04 Sep

Aftermath of a Bad Chip, Part 1

As I write this blog entry, I'm currently sitting here waiting for Srv3 to come back online after having it’s RAM replacement as part of this afternoon's emergency maintenance.

Over the past couple of weeks we have experienced a number of instances where srv3 would go offline, responding to pings, but appearing to be swamped and un-responsive to actual web/database/email connections or any type of access at the console. At first we believed these to be related to everything from DDoS attacks and excessive client resource usage, to a faulty motherboard. It seemed that every crash was at a time when the machine was under heavier than normal workloads due to these types of things. We would see the crash, recover the system, and see how much workload it was under, dig into the workload and logs, see some suspicious traffic or a script running out of control, and figured that was the cause of the crash. After all, it wouldn't be the first time a DDoS attack or a runaway client program had managed to take one of our systems offline, and while we've gotten pretty good at making our servers pretty resilient under normal circumstances, occasionally we still see one get brought to its knees in this manner. (It’s rare, but it happens. When it does, we learn from the experience and re-tool our protections to prevent the same thing from doing it a second time.)
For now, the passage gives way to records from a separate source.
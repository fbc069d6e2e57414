use leptos::prelude::*;
use talkboard_frontend::{App, init_logging, log_level};

// Use lol_alloc as the global allocator for smaller WASM size
#[cfg(target_arch = "wasm32")]
use lol_alloc::{AssumeSingleThreaded, FreeListAllocator};

#[cfg(target_arch = "wasm32")]
#[global_allocator]
static ALLOCATOR: AssumeSingleThreaded<FreeListAllocator> =
    unsafe { AssumeSingleThreaded::new(FreeListAllocator::new()) };

pub fn main() {
    console_error_panic_hook::set_once();
    init_logging(log_level());
    mount_to_body(App);
}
However, last night, when the server went offline in a similar fashion around 6pm, we rebooted it and found ourselves with a new, previously un-seen symptom, only half of the RAM in the system was recognized and usable. We had to reboot the server a second time later in the night to get the entire amount of system RAM back online. This led to us questioning the stability of the RAM modules in the machine, as even if the chip is not dead, but is acting “flaky”, it could run fine for days/weeks, but under load conditions it could very well fail and cause problems for the entire server.

So in light of this new, possibly connected symptom (and being that we're not huge believers in rare coincidence, especially when it comes to things of a technical nature), we ran some hardware tests last night on srv3. This revealed that one of the two memory modules in the server was “questionable”; while the memory was not failing completely, it was generating some errors while under heavy read/write operations, more than we are comfortable in seeing for any machine in production use. Srv3 does use ECC memory which is designed to “catch and correct” errors reading/writing to the chips, but if the chip is encountering errors on a constant basis when under heavy load, it could very well be the cause of the problems we've been seeing with the machine simply becoming unresponsive while under heavy load.

The admin team believes now that these periods of abnormally high workload/stress on the machine were more the “trigger” for the failure and crashes then the root cause of the crash, with the high workload causing the memory errors to surface and compound the load problem until the server simply crashed.

Early this morning we scheduled an emergency maintenance window with the datacenter for late this afternoon (4pm to 6pm, CDT) for them to take the server offline and replace the RAM modules. Normally we would schedule these windows during a more off-peak time period, but due to the nature of the situation, and the fact that in today’s 24x7x365 global web environment, there's really no “off-peak” time for our clients or us, we wanted to get this memory replaced as soon as possible. We're hoping that once the RAM modules are replaced, things can go back to a normal, everyday quiet routine for Srv3 and the clients housed on it.

A few moments ago I received word that Srv3 was back up and running with the new RAM modules, and so far preliminary testing shows no errors with the new modules. Hopefully this means our little period of strangeness is over and things can get back to normal around these parts.

So that's where we're at from a technical standpoint, we go forward, keep an eye out for any more strangeness (I personally won’t rest easy for at least two weeks, every time I sit down at a console I’ll be doing a quick “Is Srv3 up and okay?” check for myself, because even though I know the monitoring system should alert us quickly if it’s not, I simply will feel better checking for myself, after the strange ways things have gone down over the last few weeks) . From a more overall business objective standpoint and from what we’ve learned from this experience, we obviously have some work ahead of us, and some new goals set for ourselves as a result of this entire experience.

And those topics, what I had really wanted to discuss here, will I fear, be waiting for a follow up blog post, as this entry has already gotten far longer winded then the quick note I originally planned, and there’s quite a bit more that needs to be discussed. I’m going to check Srv3 one more time, and then brave the after-rush-hour traffic home. Hopefully a few hours of mindless relaxation (away from a SSH terminal session) will give me a little perspective and time to collect my thoughts on the rest of the issues; Tomorrow I’ll sit down and put together a better outline of exactly what happened, what went wrong, and how we’re going to fix it, learn from it, and move forward from here.